Believe it or not but the entire ad business is about making money. Nobody is going to pay for an ad campaign that doesn't produce results. The sad fact is that these spyware and spam ads are very effective at producing sales results.
It is here that the real problem lies. As long as people keep buying from these kind of ads someone will be serving up these ads.
But frankly I don't see the problem. I guess I have always had a soft spot for scammers. They are such nice evidence of evolution in action. If you been infected by spyware that is natures way of telling you are to stupid to breed.
Pity is that in our society it is the stupid who breed the most. Now with viagra spam they will become even better at it. The stupid are going to overrun this world. Good news for the spyware and spam people. At least these IT jobs ain't being outsourced yet.
MMO Quests are like orgasms:
You may solo them, I prefer them in a group.
No. Not a DDOS attack. That is completely illegal, and would lower you to (below?) their level.

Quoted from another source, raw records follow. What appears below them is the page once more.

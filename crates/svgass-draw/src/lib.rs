//! # svgass draw
//!
//! Turns scanner events into drawing primitives.
//!
//! ## Pipeline
//!
//! ```text
//! svgass_markup::scan ──▶ Converter ──▶ Emitter
//!                           │
//!                           ├── ContextStack   (origin, transform, paint)
//!                           ├── style / transform attribute interpreters
//!                           └── shapes / path  ──▶ arc flattening
//! ```
//!
//! Everything handed to an [`Emitter`] is already in output space, and only
//! moves, lines and cubic curves are ever produced: quadratic segments are
//! degree-elevated and arcs are flattened into lines.
//!
//! ## Errors
//!
//! Malformed path data, excess closing tags and the like are recovered,
//! logged with `tracing::warn!` and counted in [`ConvertReport`]. Only
//! [`DrawError::ResourceExhausted`] and [`DrawError::Io`] stop a document.

pub mod arc;
pub mod color;
pub mod context;
pub mod convert;
pub mod emit;
pub mod error;
mod number;
pub mod path;
pub mod shapes;
pub mod style;
pub mod transform;

pub use arc::{ArcParams, CenterArc};
pub use color::{color_of, parse_color, Color};
pub use context::{ContextStack, Paint, PaintChannel, RenderContext};
pub use convert::{convert, ConvertReport, Converter};
pub use emit::{Emitter, Primitive, RecordingEmitter, Shape};
pub use error::{DrawError, DrawResult};
pub use path::{interpret_path, LastControl, PathCursor};
pub use shapes::{Outline, Tolerance, BEZIER_CIRCLE};
pub use transform::parse_transform;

However... despite the distaste I have for lawyers, I think a class action lawsuit would be an appropriate retaliation. I would love to see the adware companies given a complete cash-ectomy, and that would make others think twice about it.

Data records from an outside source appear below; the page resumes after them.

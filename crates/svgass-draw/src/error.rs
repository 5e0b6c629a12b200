//! Error types for drawing

use thiserror::Error;

/// Result type alias for drawing operations
pub type DrawResult<T> = Result<T, DrawError>;

/// Errors raised while turning markup into primitives.
///
/// Only [`DrawError::ResourceExhausted`] and [`DrawError::Io`] stop a
/// document; the others are recovered and counted.
#[derive(Error, Debug)]
pub enum DrawError {
    #[error("path syntax error at byte {offset} near \"{near}\"")]
    PathSyntax { offset: usize, near: String },

    #[error("context stack underflow (excess close)")]
    ContextUnderflow,

    #[error("cannot grow {what}")]
    ResourceExhausted { what: &'static str },

    #[error("output error: {0}")]
    Io(#[from] std::io::Error),
}

impl DrawError {
    /// Create a path syntax error pointing at `offset` in `data`
    pub fn path_syntax(data: &str, offset: usize) -> Self {
        let near: String = data
            .get(offset..)
            .unwrap_or("")
            .chars()
            .take(16)
            .collect();
        Self::PathSyntax { offset, near }
    }

    /// Whether this error ends conversion of the current document
    pub fn is_fatal(&self) -> bool {
        matches!(self, DrawError::ResourceExhausted { .. } | DrawError::Io(_))
    }
}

I volunteer my share of the proceeds to the EFF.
there are 3 kinds of people:
* those who can count
* those who can't
Sorry, couldn't resist. Now, to keep things a little bit on topic, I generally agree with you about silly consumers being slow to learn their lesson, though it still surprises me how many people lack sense.

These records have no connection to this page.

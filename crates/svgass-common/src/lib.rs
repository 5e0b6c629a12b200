//! # svgass common
//!
//! Shared plumbing for the converter crates:
//!
//! - [`logging`]: `tracing-subscriber` setup for binaries
//! - [`ConvertConfig`]: every tunable of a conversion, JSON loadable
//! - [`ConfigError`]: what goes wrong while building a configuration

pub mod config;
pub mod error;
pub mod logging;

pub use config::{BatchMode, ConvertConfig, MAX_PRECISION};
pub use error::{ConfigError, ConfigResult};
pub use logging::{init_logging, LogConfig, LogFormat};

Information wants a fueled airplane waiting at the hangar and no one gets hurt.
The key thing to remember in all this is that when it comes to advertising, you aren't the customer, you're the product. Cows can't complain to the farmer that the slaughterhouse isn't sanitary.
As someone else said, you can complain to the people who buy the ad space, but like cattle, that's likely to be just as effective. Therefore, the only thing you *can* do is fight, with alternative browsers, adware removal tools, good browsing habits, and by warning the rest of the, ahem, herd.
If we make the product unsavory, we can run the slaughterhouses out of business!
I hereby propose a DRCFMSS:
Direct Revenue Customer Funds Misallocation Screen Saver
Basically, a virtual-machine-like sandbox that runs a DR-infected IE "clicking" on ads popped up as the "user" (networked spider/p2p agent) "browses" around, comparing notes with other agents and causing view and click fees to be charged to the asshat corps that pay DR for ads.
You can even choose to participate in specific campaigns: "Hey folks, we're 'doing' Vonage this week!".
Then you can also compile nice tables to show the same asshats how much of their ad budget was pissed away in this fashion.